[PROVIDED MATERIAL Boundary: Start]

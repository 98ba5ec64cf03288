//! Preconditioned Conjugate Gradient solver
//!
//! Solves Ax = b for symmetric positive definite A with a diagonal
//! preconditioner. Operators write into caller-provided buffers so the
//! image update can run without allocating per iteration.

use crate::utils::vec_ops::{axpy, dot_product, norm_squared, xpby};

/// Preconditioned conjugate gradient solver (in-place)
///
/// # Arguments
/// * `a_op` - Closure computing `out = A * v`
/// * `inv_precond` - Inverse of the diagonal preconditioner (all positive)
/// * `b` - Right-hand side vector
/// * `x` - Initial guess on entry, solution on return
/// * `tol` - Relative residual tolerance
/// * `max_iter` - Maximum iterations
///
/// # Returns
/// Number of iterations performed
pub fn pcg_solve<F>(
    mut a_op: F,
    inv_precond: &[f64],
    b: &[f64],
    x: &mut [f64],
    tol: f64,
    max_iter: usize,
) -> usize
where
    F: FnMut(&[f64], &mut [f64]),
{
    let n = b.len();
    debug_assert_eq!(x.len(), n);
    debug_assert_eq!(inv_precond.len(), n);

    let b_norm = norm_squared(b).sqrt();
    if b_norm == 0.0 && norm_squared(x) == 0.0 {
        return 0;
    }

    // r = b - A*x
    let mut r = vec![0.0; n];
    a_op(x, &mut r);
    for (ri, &bi) in r.iter_mut().zip(b.iter()) {
        *ri = bi - *ri;
    }

    let mut z: Vec<f64> = r.iter().zip(inv_precond).map(|(&ri, &mi)| ri * mi).collect();
    let mut p = z.clone();
    let mut ap = vec![0.0; n];
    let mut rz_old = dot_product(&r, &z);

    for iter in 0..max_iter {
        if norm_squared(&r).sqrt() <= tol * b_norm {
            return iter;
        }

        a_op(&p, &mut ap);
        let pap = dot_product(&p, &ap);
        if pap.abs() < 1e-300 || !pap.is_finite() {
            return iter;
        }

        let alpha = rz_old / pap;
        axpy(x, alpha, &p);
        axpy(&mut r, -alpha, &ap);

        for ((zi, &ri), &mi) in z.iter_mut().zip(r.iter()).zip(inv_precond) {
            *zi = ri * mi;
        }
        let rz_new = dot_product(&r, &z);
        let beta = rz_new / rz_old;

        // p = z + beta * p
        xpby(&mut p, &z, beta);
        rz_old = rz_new;
    }

    max_iter
}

[PROVIDED MATERIAL Boundary: End]

* _PROBLEM STATEMENT_
Identify the lines of the data that contain the word "iterations". Copy each of them.

* _WRITTEN RESPONSE_
/// * `max_iter` - Maximum iterations
/// Number of iterations performed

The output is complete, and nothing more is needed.